The plot of “Burned” centers on a madman who’s viciously slaying Firemen by dousing them with turpentine while they fight fires and watching them to burn to death.  While wrestling with his crisis of confidence, Oliver debates letting the police handle the fireman slayer, but Diggle (David Ramsey) ultimately convinces him that this is a reign of terror that only he (as the hooded vigilante) can end.  Neither the discovery of the identity of the fireman killer, nor his motivations, give us anything particularly ground-breaking dramatically, but this storyline serves as a good excuse to have a lot of fire effects in the background of ARROW’s fight scenes this week, which makes them more visually interesting than its usual dark warehouse karate jump-arounds.

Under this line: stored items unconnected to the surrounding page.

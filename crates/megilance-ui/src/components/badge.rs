//! Status indicators: generic badge, payment status, review sentiment.

use dioxus::prelude::*;
use megilance_core::{BadgeVariant, Component, PaymentStatus, Sentiment};

use crate::context::use_class_set;

#[derive(Clone, PartialEq, Props)]
pub struct BadgeProps {
    #[props(default)]
    pub variant: BadgeVariant,
    #[props(default)]
    pub class: Option<String>,
    pub children: Element,
}

/// Small label with a closed-set color treatment.
///
/// ```rust,ignore
/// rsx! {
///     Badge { variant: BadgeVariant::Success, "Verified" }
/// }
/// ```
#[component]
pub fn Badge(props: BadgeProps) -> Element {
    let Some(classes) = use_class_set(Component::Badge) else {
        return rsx! {};
    };
    let classes = classes
        .variant(props.variant.class())
        .with_override(props.class.as_deref());

    rsx! {
        span { class: "{classes}", {props.children} }
    }
}

#[component]
pub fn PaymentBadge(status: PaymentStatus, #[props(default)] class: Option<String>) -> Element {
    let Some(classes) = use_class_set(Component::PaymentBadge) else {
        return rsx! {};
    };
    let classes = classes.variant(status.class()).with_override(class.as_deref());

    rsx! {
        span { class: "{classes}",
            span { class: "payment-badge__dot" }
            "{status.label()}"
        }
    }
}

/// Sentiment label for a score in `[-1, 1]`.
#[component]
pub fn SentimentIndicator(score: f64, #[props(default)] class: Option<String>) -> Element {
    let sentiment = Sentiment::from_score(score);
    let Some(classes) = use_class_set(Component::Sentiment) else {
        return rsx! {};
    };
    let classes = classes.variant(sentiment.class()).with_override(class.as_deref());

    rsx! {
        span {
            class: "{classes}",
            title: "Sentiment score {score:.2}",
            "{sentiment.label()}"
        }
    }
}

“Burned” gives us another round of flashbacks to Oliver’s time fighting for his life on the island, but there really isn’t much to them, and they only serve to illustrate a time in Oliver’s life when he was terrified for his survival in order to mirror his current state of inhibition.  They don’t advance our understanding of what happened to Oliver’s mysterious island benefactor Yao Fei, (Byron Mann), or delve into whether he’s really a good guy or a bad guy, (a question ARROW had teased us with at the midseason break).

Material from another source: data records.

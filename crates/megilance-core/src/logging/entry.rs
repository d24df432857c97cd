//! One line of the session log.

use serde::{Deserialize, Serialize};
use serde_json::Value;

/// A single JSONL record.
///
/// Each line stands on its own so a crashed session still leaves a
/// readable file behind.
#[derive(Debug, Clone, PartialEq, Serialize, Deserialize)]
pub struct SessionLogEntry {
    /// RFC 3339 timestamp with milliseconds, UTC.
    pub ts: String,
    pub level: String,
    /// Session label (profile name or "default").
    pub session: String,
    /// Module path of the event, e.g. `megilance_core::theme`.
    pub target: String,
    pub msg: String,
    #[serde(skip_serializing_if = "Option::is_none")]
    pub fields: Option<Value>,
    /// Enclosing spans, outermost first, joined with ` > `.
    #[serde(skip_serializing_if = "Option::is_none")]
    pub span: Option<String>,
}

impl SessionLogEntry {
    pub fn new(
        level: impl Into<String>,
        session: impl Into<String>,
        target: impl Into<String>,
        msg: impl Into<String>,
    ) -> Self {
        Self {
            ts: chrono::Utc::now().to_rfc3339_opts(chrono::SecondsFormat::Millis, true),
            level: level.into(),
            session: session.into(),
            target: target.into(),
            msg: msg.into(),
            fields: None,
            span: None,
        }
    }

    pub fn with_fields(mut self, fields: Value) -> Self {
        self.fields = Some(fields);
        self
    }

    pub fn with_span(mut self, span: impl Into<String>) -> Self {
        self.span = Some(span.into());
        self
    }

    /// Serialize without the trailing newline.
    pub fn to_json_line(&self) -> Result<String, serde_json::Error> {
        serde_json::to_string(self)
    }

    pub fn from_json_line(line: &str) -> Result<Self, serde_json::Error> {
        serde_json::from_str(line)
    }
}

#[cfg(test)]
mod tests {
    use super::*;

    #[test]
    fn optional_parts_are_omitted() {
        let entry = SessionLogEntry::new("info", "default", "megilance_core::theme", "theme set");
        let json = entry.to_json_line().unwrap();
        assert!(json.contains("\"level\":\"info\""));
        assert!(json.contains("\"session\":\"default\""));
        assert!(!json.contains("fields"));
        assert!(!json.contains("span"));
    }

    #[test]
    fn parses_back_with_fields() {
        let entry = SessionLogEntry::new("warn", "alice", "megilance_core::storage", "write skipped")
            .with_fields(serde_json::json!({ "key": "theme" }))
            .with_span("hydrate");
        let parsed = SessionLogEntry::from_json_line(&entry.to_json_line().unwrap()).unwrap();
        assert_eq!(parsed, entry);
    }
}
//! Hover tooltip.

use dioxus::prelude::*;
use megilance_core::widgets::Disclosure;
use megilance_core::{Component, TooltipPosition};

use crate::context::use_class_set;

#[derive(Clone, PartialEq, Props)]
pub struct TooltipProps {
    pub text: String,
    #[props(default)]
    pub position: TooltipPosition,
    #[props(default)]
    pub class: Option<String>,
    /// The element the tooltip describes.
    pub children: Element,
}

/// Shows `text` next to its children while the pointer or focus is on them.
#[component]
pub fn Tooltip(props: TooltipProps) -> Element {
    let mut visible = use_signal(|| Disclosure::new(false));
    let Some(classes) = use_class_set(Component::Tooltip) else {
        return rsx! { {props.children} };
    };
    let bubble = classes
        .variant(props.position.class())
        .when(visible.read().is_open(), "tooltip--visible")
        .with_override(props.class.as_deref());

    rsx! {
        span {
            class: "tooltip-anchor",
            onmouseenter: move |_| visible.write().open(),
            onmouseleave: move |_| visible.write().close(),
            onfocusin: move |_| visible.write().open(),
            onfocusout: move |_| visible.write().close(),
            {props.children}
            if visible.read().is_open() {
                span { class: "{bubble}", role: "tooltip", "{props.text}" }
            }
        }
    }
}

The only major new development in “Burned” is that the worm appears to be turning vis-à-vis Starling City’s perception of the hooded vigilante.  A local News Anchor has begun filing reports detailing the reduction in crime associated with Oliver’s reign as the hooded vigilante, and she describes his actions in saving innocents from the nightclub fire that constitutes the finale of “Burned” as those of a hero.  My hope is that once Oliver makes the switch from vigilante to super hero in the public’s eye over the next several episodes, this News Anchor will finally assign his vigilante character a moniker that’s less awkward for me to keep writing than “the hooded vigilante.” At some point he just has to be referred to as “Arrow,” right?

Related: TV Review: ARROW – Season 1 – “Year’s End”

Related: TV Review: ARROW – Season 1 – “Vendetta”

Related: Exclusive Interview with ARROW actor Stephen Amell

Related: TV Review: ARROW – Season 1 – “Muse of Fire”

Related: TV Review: ARROW – Season 1 – “Legacies”

Related: TV Review: ARROW – Season 1 – “Damaged”

Related: TV Review: ARROW – Season 1 – “An Innocent Man”

Related: TV Review: ARROW – Season 1 – “Lone Gunman”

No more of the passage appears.